Antibacterial activity

The antibacterial activity of EPS-SL and EPS-N5 was studied using the minimal inhibitory concentration (MIC) method. The results showed that EPS-SL and EPS-N5 had an interesting antibacterial activity. The MIC of both EPS was 1.75, 2.5 and 5 mg/mL against S. aureus, E. coli and L. monocytogenes, respectively. No effect was observed against S. pyogenes and S. thyphimurium. In comparison, Ye et al found a MIC of 2 and 3 mg/mL against E. coli and S. aureus (Ye et al., 2019). Fooladi et al observed no effect against L. monocytogenes and found a 3.3 mg/mL MIC against S. aureus (Fooladi et al., 2019).
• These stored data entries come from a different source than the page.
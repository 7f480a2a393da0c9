//! Post-checkout cancellation landing page.

use leptos::prelude::*;

/// Payment cancel page — static reassurance plus routes back into the app.
#[component]
pub fn PaymentCancelPage() -> impl IntoView {
    view! {
        <div class="payment-page">
            <div class="payment-page__card">
                <div class="payment-page__icon payment-page__icon--cancel">"!"</div>
                <h1>"Payment Cancelled"</h1>
                <p class="payment-page__lede">
                    "No worries! Your payment was cancelled and no charges were made to your account."
                </p>

                <div class="payment-page__actions">
                    <a href="/pricing" class="btn btn--primary">
                        "Try Again"
                    </a>
                    <a href="/resume-enhancer" class="btn btn--outline">
                        "Continue with Free Features"
                    </a>
                    <a href="/" class="payment-page__home-link">
                        "Return to Home"
                    </a>
                </div>
            </div>
        </div>
    }
}
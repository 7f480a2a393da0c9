use super::*;

// =============================================================
// parse_rejection
// =============================================================

#[test]
fn detail_payload_becomes_message() {
    let parsed = parse_rejection(r#"{"detail": "Invalid credentials."}"#, "Login failed");
    assert_eq!(parsed, ApiError::Message("Invalid credentials.".to_owned()));
}

#[test]
fn field_map_with_message_lists_keeps_first_message() {
    let body = r#"{"email": ["already taken", "second"], "username": ["too short"]}"#;
    let parsed = parse_rejection(body, "Registration failed");
    let ApiError::Fields(fields) = parsed else {
        panic!("expected field errors");
    };
    assert_eq!(fields.get("email"), Some(&"already taken".to_owned()));
    assert_eq!(fields.get("username"), Some(&"too short".to_owned()));
}

#[test]
fn field_map_with_plain_strings_is_accepted() {
    let parsed = parse_rejection(r#"{"email": "already taken"}"#, "Registration failed");
    assert_eq!(
        parsed,
        ApiError::Fields(BTreeMap::from([(
            "email".to_owned(),
            "already taken".to_owned()
        )]))
    );
}

#[test]
fn non_json_body_falls_back() {
    let parsed = parse_rejection("<html>502</html>", "Login failed");
    assert_eq!(parsed, ApiError::Message("Login failed".to_owned()));
}

#[test]
fn empty_object_falls_back() {
    let parsed = parse_rejection("{}", "Login failed");
    assert_eq!(parsed, ApiError::Message("Login failed".to_owned()));
}

#[test]
fn detail_wins_over_other_keys() {
    let body = r#"{"detail": "Throttled.", "email": ["ignored"]}"#;
    assert_eq!(
        parse_rejection(body, "fallback"),
        ApiError::Message("Throttled.".to_owned())
    );
}

// =============================================================
// summary
// =============================================================

#[test]
fn summary_of_fields_returns_a_field_message() {
    let error = ApiError::Fields(BTreeMap::from([(
        "email".to_owned(),
        "already taken".to_owned(),
    )]));
    assert_eq!(error.summary(), "already taken");
}

#[test]
fn display_matches_summary() {
    let error = ApiError::Transport("connection refused".to_owned());
    assert_eq!(error.to_string(), "connection refused");
}
//! Resume-builder backend collaborator: CRUD plus PDF export.

#[cfg(test)]
#[path = "resumes_test.rs"]
mod resumes_test;

use crate::net::error::ApiError;
use crate::net::http;
use crate::net::types::Resume;

pub const RESUMES_ENDPOINT: &str = "/api/resumebuilder/resumes/";

const LIST_FAILED: &str = "Failed to load your resumes. Please try again.";
const CREATE_FAILED: &str = "Failed to create resume. Please try again.";
const DELETE_FAILED: &str = "Failed to delete resume. Please try again.";
const DOWNLOAD_FAILED: &str = "Failed to download resume. Please try again.";

pub fn resume_endpoint(id: i64) -> String {
    format!("{RESUMES_ENDPOINT}{id}/")
}

pub fn resume_download_endpoint(id: i64) -> String {
    format!("{RESUMES_ENDPOINT}{id}/download/")
}

/// Fetch the caller's resumes, newest first per backend ordering.
pub async fn list() -> Result<Vec<Resume>, ApiError> {
    let body: serde_json::Value = http::get_json(RESUMES_ENDPOINT, LIST_FAILED).await?;
    parse_resume_list(&body).ok_or_else(|| ApiError::Transport("unexpected resume list shape".to_owned()))
}

pub async fn create(title: &str) -> Result<Resume, ApiError> {
    let payload = serde_json::json!({ "title": title });
    http::post_json(RESUMES_ENDPOINT, &payload, CREATE_FAILED).await
}

pub async fn delete(id: i64) -> Result<(), ApiError> {
    http::delete(&resume_endpoint(id), DELETE_FAILED).await
}

/// Download a completed resume as a PDF blob.
pub async fn download(id: i64) -> Result<Vec<u8>, ApiError> {
    http::get_blob(&resume_download_endpoint(id), DOWNLOAD_FAILED).await
}

/// Accept both a plain array and a paginated `{"results": [...]}` body.
pub fn parse_resume_list(body: &serde_json::Value) -> Option<Vec<Resume>> {
    let items = body
        .get("results")
        .and_then(|results| results.as_array())
        .or_else(|| body.as_array())?;
    items
        .iter()
        .map(|item| serde_json::from_value(item.clone()).ok())
        .collect()
}
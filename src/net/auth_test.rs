use super::*;

use futures::executor::block_on;

#[test]
fn endpoints_match_backend_routes() {
    assert_eq!(PROFILE_ENDPOINT, "/api/auth/user/");
    assert_eq!(LOGIN_ENDPOINT, "/api/auth/login/");
    assert_eq!(REGISTRATION_ENDPOINT, "/api/auth/registration/");
}

#[test]
fn http_api_degrades_to_transport_failure_outside_the_browser() {
    let api = HttpAuthApi;
    let result = block_on(api.fetch_profile());
    assert!(matches!(result, Err(ApiError::Transport(_))));
}
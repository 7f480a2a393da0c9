use super::*;

use futures::executor::block_on;

#[test]
fn endpoints_match_backend_routes() {
    assert_eq!(ENHANCE_ENDPOINT, "/api/resumeenhancer/enhance/");
    assert_eq!(
        enhanced_download_endpoint(12),
        "/api/resumeenhancer/download/12/"
    );
}

#[test]
fn download_degrades_to_transport_failure_outside_the_browser() {
    let result = block_on(download(12));
    assert!(matches!(result, Err(ApiError::Transport(_))));
}
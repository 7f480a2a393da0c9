//! Tagged failure type for backend calls.
//!
//! ERROR HANDLING
//! ==============
//! Every REST helper returns `Result<_, ApiError>`; nothing throws across the
//! page boundary. `Transport` separates unreachable/undecodable from an
//! explicit backend rejection, so pages can choose between a retry prompt and
//! field-level messages.

#[cfg(test)]
#[path = "error_test.rs"]
mod error_test;

use std::collections::BTreeMap;
use std::fmt;

#[derive(Clone, Debug, PartialEq, Eq)]
pub enum ApiError {
    /// Network failure or undecodable response.
    Transport(String),
    /// Backend rejected the request with a single message.
    Message(String),
    /// Backend rejected the request with per-field validation messages.
    Fields(BTreeMap<String, String>),
}

impl ApiError {
    /// One-line summary suitable for an error banner.
    pub fn summary(&self) -> String {
        match self {
            Self::Transport(message) | Self::Message(message) => message.clone(),
            Self::Fields(fields) => fields
                .values()
                .next()
                .cloned()
                .unwrap_or_else(|| "Request rejected.".to_owned()),
        }
    }
}

impl fmt::Display for ApiError {
    fn fmt(&self, f: &mut fmt::Formatter<'_>) -> fmt::Result {
        f.write_str(&self.summary())
    }
}

/// Interpret a non-OK response body.
///
/// The backend answers with either `{"detail": "..."}` or a field → messages
/// map (registration validation, one message list per field). Anything else
/// falls back to `fallback`.
pub fn parse_rejection(body: &str, fallback: &str) -> ApiError {
    let Ok(value) = serde_json::from_str::<serde_json::Value>(body) else {
        return ApiError::Message(fallback.to_owned());
    };
    let Some(object) = value.as_object() else {
        return ApiError::Message(fallback.to_owned());
    };
    if let Some(detail) = object.get("detail").and_then(|v| v.as_str()) {
        return ApiError::Message(detail.to_owned());
    }
    let mut fields = BTreeMap::new();
    for (name, messages) in object {
        if let Some(message) = first_message(messages) {
            fields.insert(name.clone(), message);
        }
    }
    if fields.is_empty() {
        ApiError::Message(fallback.to_owned())
    } else {
        ApiError::Fields(fields)
    }
}

fn first_message(value: &serde_json::Value) -> Option<String> {
    match value {
        serde_json::Value::String(message) => Some(message.clone()),
        serde_json::Value::Array(items) => items
            .iter()
            .find_map(|item| item.as_str().map(ToOwned::to_owned)),
        _ => None,
    }
}
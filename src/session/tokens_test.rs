use super::*;

fn pair() -> TokenPair {
    TokenPair {
        access: "access-token".to_owned(),
        refresh: "refresh-token".to_owned(),
    }
}

// =============================================================
// Round trips
// =============================================================

#[test]
fn save_then_load_returns_identical_pair() {
    let store = MemoryTokenStore::new();
    store.save(&pair());
    assert_eq!(store.load(), Some(pair()));
}

#[test]
fn load_on_fresh_store_is_absent() {
    let store = MemoryTokenStore::new();
    assert_eq!(store.load(), None);
}

#[test]
fn clear_then_load_is_absent() {
    let store = MemoryTokenStore::new();
    store.save(&pair());
    store.clear();
    assert_eq!(store.load(), None);
    assert!(store.is_empty());
}

#[test]
fn save_overwrites_previous_pair() {
    let store = MemoryTokenStore::new();
    store.save(&pair());
    let replacement = TokenPair {
        access: "a2".to_owned(),
        refresh: "r2".to_owned(),
    };
    store.save(&replacement);
    assert_eq!(store.load(), Some(replacement));
}

// =============================================================
// Fail closed on half-present pairs
// =============================================================

#[test]
fn access_only_is_reported_absent_and_wiped() {
    let store = MemoryTokenStore::new();
    store.seed_access_only("orphan");
    assert_eq!(store.load(), None);
    assert!(store.is_empty());
}

#[test]
fn refresh_only_is_reported_absent_and_wiped() {
    let store = MemoryTokenStore::new();
    store.seed_refresh_only("orphan");
    assert_eq!(store.load(), None);
    assert!(store.is_empty());
}

// =============================================================
// Clones share storage
// =============================================================

#[test]
fn clones_observe_the_same_slots() {
    let store = MemoryTokenStore::new();
    let observer = store.clone();
    store.save(&pair());
    assert_eq!(observer.load(), Some(pair()));
}

#[test]
fn browser_store_is_inert_outside_the_browser() {
    let store = BrowserTokenStore;
    store.save(&pair());
    assert_eq!(store.load(), None);
    store.clear();
}
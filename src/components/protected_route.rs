//! Authorization checkpoint wrapping gated routes.
//!
//! SYSTEM CONTEXT
//! ==============
//! Applies `session::guard::decide` on every session change. While the
//! startup check is resolving it renders a neutral placeholder; redirects
//! replace the history entry so back-navigation cannot loop into the guarded
//! page.

use leptos::prelude::*;
use leptos_router::NavigateOptions;
use leptos_router::hooks::use_navigate;

use crate::session::guard::{RouteDecision, RouteRequirement, decide};
use crate::session::state::SessionState;

/// Wraps a route's view and enforces its access requirement.
#[component]
pub fn Protected(requirement: RouteRequirement, children: ChildrenFn) -> impl IntoView {
    let state = expect_context::<RwSignal<SessionState>>();
    let navigate = use_navigate();
    let decision = Memo::new(move |_| decide(&state.get(), requirement));

    Effect::new(move || {
        let target = match decision.get() {
            RouteDecision::RedirectToLogin => "/login",
            RouteDecision::RedirectToPricing => "/pricing",
            RouteDecision::Wait | RouteDecision::Render => return,
        };
        navigate(
            target,
            NavigateOptions {
                replace: true,
                ..NavigateOptions::default()
            },
        );
    });

    view! {
        <Show
            when=move || decision.get() == RouteDecision::Render
            fallback=move || {
                view! {
                    <div class="route-guard__placeholder">
                        <div class="loading-spinner"></div>
                    </div>
                }
            }
        >
            {children()}
        </Show>
    }
}
//! Drawer configuration.

use std::time::Duration;

/// Sizes and timings for a drawer and its parts.
#[derive(Debug, Clone, PartialEq, Eq)]
pub struct DrawerConfig {
    /// Rows appended when a table is first attached.
    pub initial_rows: usize,

    /// Columns appended when a table is first attached.
    pub initial_columns: usize,

    /// How long a delete button lingers after being told to hide.
    pub hide_delay: Duration,

    /// Cell width in terminal columns.
    pub cell_width: u16,

    /// Cell height in terminal rows.
    pub cell_height: u16,

    /// Gap between cells, and between cells and the table edge.
    pub cell_spacing: u16,

    /// Width of every button.
    pub button_width: u16,
}

impl Default for DrawerConfig {
    fn default() -> Self {
        Self {
            initial_rows: 4,
            initial_columns: 4,
            hide_delay: Duration::from_millis(150),
            cell_width: 8,
            cell_height: 1,
            cell_spacing: 1,
            button_width: 3,
        }
    }
}

impl DrawerConfig {
    pub fn new() -> Self {
        Self::default()
    }

    /// Set the initial grid size.
    pub fn grid(mut self, rows: usize, columns: usize) -> Self {
        self.initial_rows = rows;
        self.initial_columns = columns;
        self
    }

    /// Set the delete button hide delay.
    pub fn hide_delay(mut self, delay: Duration) -> Self {
        self.hide_delay = delay;
        self
    }

    /// Set the cell size.
    pub fn cell_size(mut self, width: u16, height: u16) -> Self {
        self.cell_width = width;
        self.cell_height = height;
        self
    }

    pub fn cell_spacing(mut self, spacing: u16) -> Self {
        self.cell_spacing = spacing;
        self
    }

    pub fn button_width(mut self, width: u16) -> Self {
        self.button_width = width;
        self
    }
}
//! Painting helpers shared by the components.
//!
//! All positions are document-space; the frame's scroll offset is applied
//! here and anything outside the viewport is clipped by the buffer.

use crate::buffer::Cell;
use crate::component::Frame;
use crate::layout::Rect;
use crate::theme::{ComputedStyle, Rgb};

/// Paint the background of `rect`.
pub fn fill_rect(frame: &mut Frame<'_>, rect: Rect, bg: Rgb) {
    let rect = frame.to_viewport(rect);
    for y in rect.top()..rect.bottom() {
        for x in rect.left()..rect.right() {
            if let Some(cell) = frame.buf.get_mut(x, y) {
                cell.bg = bg;
            }
        }
    }
}

/// Paint the background of a styled box, if the style sets one.
pub fn paint_box(frame: &mut Frame<'_>, rect: Rect, style: &ComputedStyle) {
    if let Some(bg) = style.bg {
        fill_rect(frame, rect, bg);
    }
}

/// Draw `text` starting at `(x, y)` without exceeding `max_width` columns.
///
/// Wide glyphs that would straddle the limit are dropped.
pub fn draw_text(
    frame: &mut Frame<'_>,
    x: i32,
    y: i32,
    text: &str,
    max_width: u16,
    style: &ComputedStyle,
) {
    let y = y - frame.scroll_y;
    let limit = x + max_width as i32;
    let mut cursor = x;

    for ch in text.chars() {
        let width = char_width(ch) as i32;
        if width == 0 {
            continue;
        }
        if cursor + width > limit {
            break;
        }

        let bg = style
            .bg
            .or_else(|| frame.buf.get(cursor, y).map(|c| c.bg))
            .unwrap_or_default();
        frame.buf.set(
            cursor,
            y,
            Cell::new(ch)
                .with_fg(style.fg)
                .with_bg(bg)
                .with_bold(style.bold),
        );
        for offset in 1..width {
            frame.buf.set(
                cursor + offset,
                y,
                Cell {
                    wide_continuation: true,
                    ..Cell::new(' ').with_bg(bg)
                },
            );
        }
        cursor += width;
    }
}

pub fn char_width(c: char) -> usize {
    use unicode_width::UnicodeWidthChar;
    c.width().unwrap_or(0)
}

pub fn display_width(s: &str) -> usize {
    use unicode_width::UnicodeWidthStr;
    s.width()
}

/// Trim `s` so it fits in `max_width` columns, marking the cut with `…`.
pub fn truncate_to_width(s: &str, max_width: usize) -> String {
    if display_width(s) <= max_width {
        return s.to_string();
    }
    if max_width == 0 {
        return String::new();
    }

    let target = max_width - 1;
    let mut result = String::new();
    let mut width = 0;
    for ch in s.chars() {
        let ch_width = char_width(ch);
        if width + ch_width > target {
            break;
        }
        result.push(ch);
        width += ch_width;
    }
    result.push('…');
    result
}

#[cfg(test)]
mod tests {
    use super::*;

    #[test]
    fn test_truncate_to_width() {
        assert_eq!(truncate_to_width("short", 8), "short");
        assert_eq!(truncate_to_width("much too long", 8), "much to…");
        assert_eq!(truncate_to_width("abc", 0), "");
        // Wide glyphs are never split.
        assert_eq!(truncate_to_width("日本語です", 4), "日…");
    }
}
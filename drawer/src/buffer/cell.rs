use crate::theme::Rgb;

/// One terminal cell.
#[derive(Debug, Clone, Copy, PartialEq, Eq)]
pub struct Cell {
    pub char: char,
    pub fg: Rgb,
    pub bg: Rgb,
    pub bold: bool,
    /// Second column of a double-width glyph; never written on its own.
    pub wide_continuation: bool,
}

impl Default for Cell {
    fn default() -> Self {
        Self {
            char: ' ',
            fg: Rgb::new(255, 255, 255),
            bg: Rgb::new(0, 0, 0),
            bold: false,
            wide_continuation: false,
        }
    }
}

impl Cell {
    pub fn new(char: char) -> Self {
        Self {
            char,
            ..Default::default()
        }
    }

    pub fn with_fg(mut self, fg: Rgb) -> Self {
        self.fg = fg;
        self
    }

    pub fn with_bg(mut self, bg: Rgb) -> Self {
        self.bg = bg;
        self
    }

    pub fn with_bold(mut self, bold: bool) -> Self {
        self.bold = bold;
        self
    }
}
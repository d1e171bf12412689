/// Tells the drawer where the delete controls belong.
///
/// Emitted by a table whenever the hovered target changes. `pos_x` is the
/// left edge of the hovered cell and `pos_y` the document-space top of its
/// row. A hide request carries no position.
#[derive(Debug, Clone, Copy, PartialEq, Eq)]
pub struct ManageControls {
    pub visible: bool,
    pub pos_x: Option<i32>,
    pub pos_y: Option<i32>,
}

impl ManageControls {
    pub fn show(pos_x: Option<i32>, pos_y: Option<i32>) -> Self {
        Self {
            visible: true,
            pos_x,
            pos_y,
        }
    }

    pub fn hide() -> Self {
        Self {
            visible: false,
            pos_x: None,
            pos_y: None,
        }
    }
}
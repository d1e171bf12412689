//! Tag name to component factory lookup.
//!
//! The built-in components are defined once, the first time the process-wide
//! registry is used. Separate registries can be built for tests or embedders
//! that want their own tags.

use std::collections::HashMap;
use std::sync::OnceLock;

use log::debug;

use crate::button::Button;
use crate::component::Component;
use crate::config::DrawerConfig;
use crate::drawer::Drawer;
use crate::error::RegistryError;
use crate::table::Table;

/// Builds a component from its attributes.
pub type Factory = fn(&Attributes, &DrawerConfig) -> Result<Box<dyn Component>, RegistryError>;

/// Element attributes, e.g. `role="delRow"`.
#[derive(Debug, Clone, Default, PartialEq, Eq)]
pub struct Attributes {
    values: HashMap<String, String>,
}

impl Attributes {
    pub fn new() -> Self {
        Self::default()
    }

    pub fn with(mut self, name: impl Into<String>, value: impl Into<String>) -> Self {
        self.values.insert(name.into(), value.into());
        self
    }

    pub fn get(&self, name: &str) -> Option<&str> {
        self.values.get(name).map(String::as_str)
    }
}

#[derive(Default)]
pub struct Registry {
    factories: HashMap<String, Factory>,
}

impl Registry {
    /// An empty registry.
    pub fn new() -> Self {
        Self::default()
    }

    /// A registry with `ext-button`, `ext-table` and `app-drawer` defined.
    pub fn builtin() -> Self {
        let factories = [
            (Button::TAG, Button::create as Factory),
            (Table::TAG, Table::create as Factory),
            (Drawer::TAG, Drawer::create as Factory),
        ]
        .into_iter()
        .map(|(tag, factory)| (tag.to_string(), factory))
        .collect();
        Self { factories }
    }

    /// Define a tag. Tags can only be defined once.
    pub fn define(&mut self, tag: impl Into<String>, factory: Factory) -> Result<(), RegistryError> {
        let tag = tag.into();
        if self.factories.contains_key(&tag) {
            return Err(RegistryError::AlreadyDefined(tag));
        }
        debug!("defined <{tag}>");
        self.factories.insert(tag, factory);
        Ok(())
    }

    pub fn is_defined(&self, tag: &str) -> bool {
        self.factories.contains_key(tag)
    }

    /// Defined tags, sorted.
    pub fn tags(&self) -> Vec<&str> {
        let mut tags: Vec<&str> = self.factories.keys().map(String::as_str).collect();
        tags.sort_unstable();
        tags
    }

    /// Instantiate the component registered under `tag`.
    pub fn create(
        &self,
        tag: &str,
        attrs: &Attributes,
        config: &DrawerConfig,
    ) -> Result<Box<dyn Component>, RegistryError> {
        let factory = self
            .factories
            .get(tag)
            .ok_or_else(|| RegistryError::UnknownTag(tag.to_string()))?;
        factory(attrs, config)
    }
}

static REGISTRY: OnceLock<Registry> = OnceLock::new();

/// The process-wide registry of built-in components.
pub fn registry() -> &'static Registry {
    REGISTRY.get_or_init(Registry::builtin)
}
mod paths;

use std::error::Error;
use std::fs::{self, File};
use std::time::{Duration, Instant};

use crossterm::event::{Event as CtEvent, KeyCode, KeyEventKind, KeyModifiers};
use drawer::{registry, Attributes, DrawerConfig, Event, Mount, Page, Terminal, Theme};
use log::{error, info};
use simplelog::{Config, LevelFilter, WriteLogger};

/// Poll interval while no hide is pending.
const IDLE_POLL: Duration = Duration::from_millis(250);

fn main() {
    init_logging();

    if let Err(e) = run() {
        error!("{e}");
        eprintln!("Error: {}", e);
        std::process::exit(1);
    }
}

fn init_logging() {
    paths::rotate_logs();

    let Some(path) = paths::log_file() else { return };
    if let Some(dir) = path.parent() {
        let _ = fs::create_dir_all(dir);
    }
    let Ok(log_file) = File::create(&path) else { return };
    let _ = WriteLogger::init(LevelFilter::Debug, Config::default(), log_file);
}

fn run() -> Result<(), Box<dyn Error>> {
    let config = DrawerConfig::default();
    let root = registry().create("app-drawer", &Attributes::new(), &config)?;

    let mut page = Page::new(root, Theme::default());
    page.mount(Mount::new(2, 1));

    let mut term = Terminal::new()?;
    let (width, height) = term.size();
    page.resize(width, height);
    info!("started with a {width}x{height} viewport");

    loop {
        term.draw(&page)?;

        let timeout = page
            .next_deadline()
            .map(|deadline| deadline.saturating_duration_since(Instant::now()))
            .unwrap_or(IDLE_POLL);

        for raw in term.poll(Some(timeout))? {
            if is_quit(&raw) {
                info!("quit requested");
                return Ok(());
            }
            if let Some(event) = Event::from_crossterm(&raw) {
                page.dispatch(&event, Instant::now());
            }
        }

        page.tick(Instant::now());
    }
}

/// Esc or Ctrl+Q. Plain keys go to the hovered cell.
fn is_quit(event: &CtEvent) -> bool {
    let CtEvent::Key(key) = event else {
        return false;
    };
    if key.kind == KeyEventKind::Release {
        return false;
    }
    matches!(key.code, KeyCode::Esc)
        || (key.code == KeyCode::Char('q') && key.modifiers.contains(KeyModifiers::CONTROL))
}
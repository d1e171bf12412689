use std::time::Instant;

use crate::buffer::Buffer;
use crate::event::Event;
use crate::layout::Rect;
use crate::theme::Theme;

/// A document-space position a component is attached at.
#[derive(Debug, Clone, Copy, PartialEq, Eq, Default)]
pub struct Mount {
    pub x: i32,
    pub y: i32,
}

impl Mount {
    pub const fn new(x: i32, y: i32) -> Self {
        Self { x, y }
    }
}

/// Information shared with every component during one dispatch.
#[derive(Debug, Clone, Copy)]
pub struct EventContext {
    pub now: Instant,
    /// Vertical page scroll. Document y is viewport y plus this.
    pub scroll_y: i32,
}

impl EventContext {
    pub fn new(now: Instant, scroll_y: i32) -> Self {
        Self { now, scroll_y }
    }

    /// Convert a viewport row to document space.
    pub fn document_y(&self, y: i32) -> i32 {
        y + self.scroll_y
    }
}

#[derive(Debug, Clone, Copy, PartialEq, Eq)]
pub enum EventResult {
    Handled,
    Ignored,
}

/// Render target for one frame.
pub struct Frame<'a> {
    pub buf: &'a mut Buffer,
    pub theme: &'a Theme,
    pub scroll_y: i32,
}

impl<'a> Frame<'a> {
    pub fn new(buf: &'a mut Buffer, theme: &'a Theme, scroll_y: i32) -> Self {
        Self {
            buf,
            theme,
            scroll_y,
        }
    }

    /// Translate a document-space box into the viewport.
    pub fn to_viewport(&self, rect: Rect) -> Rect {
        rect.translate(0, -self.scroll_y)
    }
}

/// A UI element living in a page.
///
/// Components are attached once they have a place in the document, receive
/// input while attached, and paint themselves into a frame. Time-driven
/// state (debounced hides) advances through `tick`.
pub trait Component: Send {
    /// The registry tag this component is created under.
    fn tag(&self) -> &'static str;

    fn attach(&mut self, mount: Mount);

    fn detach(&mut self);

    fn is_attached(&self) -> bool;

    fn handle_event(&mut self, event: &Event, cx: &EventContext) -> EventResult;

    fn render(&self, frame: &mut Frame<'_>);

    /// Document-space extent.
    fn bounds(&self) -> Rect;

    /// Apply any timers that are due. Returns true if something changed.
    fn tick(&mut self, _now: Instant) -> bool {
        false
    }

    /// Earliest instant `tick` has work to do.
    fn next_deadline(&self) -> Option<Instant> {
        None
    }
}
The mechanism of antibacterial action may be attributed to the interaction between the EPS and peptidoglycan and disrupt the structure, or the EPS interfere with peptidoglycan synthesis enzyme at substrate level, and stopping the cell wall biosynthesis and disruption. A few studies suggest that the EPS can block channels or receptors on the outer membrane (Abdalla et al., 2021). Another study, report that the EPS facilitate the accumulation of secondary metabolites, which could negatively affect pathogens (Salachna et al., 2018).

Conclusions

In this research, EPS producing strains, isolated from raw donkey milk, was reported as Leuconosctoc mesenteroides SL and Enterococcus vikkiensis N5. According to the RSM findings, the optimized medium containing sucrose, peptone, and inoculum produced the most EPS. The results of GC–MS, FTIR, and NMR analysis confirmed that the EPS-SL and EPS-N5 are heteropolysaccharides containing various monosaccharide components connected by α-(1 → 6) and -(1 → 3) linkages. The SEM image revealed that the EPS-SL showed a smooth and a lotus leaf shape, and EPS-N5 revealed a stiff-like, porous and more compact than EPS-SL. In addition, EPS-SL and EPS-N5 showed a higher degradation temperature, 280 °C and 340 °C, respectively. Moreover, EPS-SL and EPS-N5 showed an antibacterial activity against S. aureus, E. coli and L. monocytogenes with a MIC of 1.75, 2.5 and 5 mg/mL, respectively, and also showed an antioxidant activity. Our study suggests that EPS-SL and EPS-N5 may be a potential alternative as a food additive with an important antioxidant and antibacterial activity.

Declaration of Competing Interest

The authors declare that they have no known competing financial interests or personal relationships that could have appeared to influence the work reported in this paper.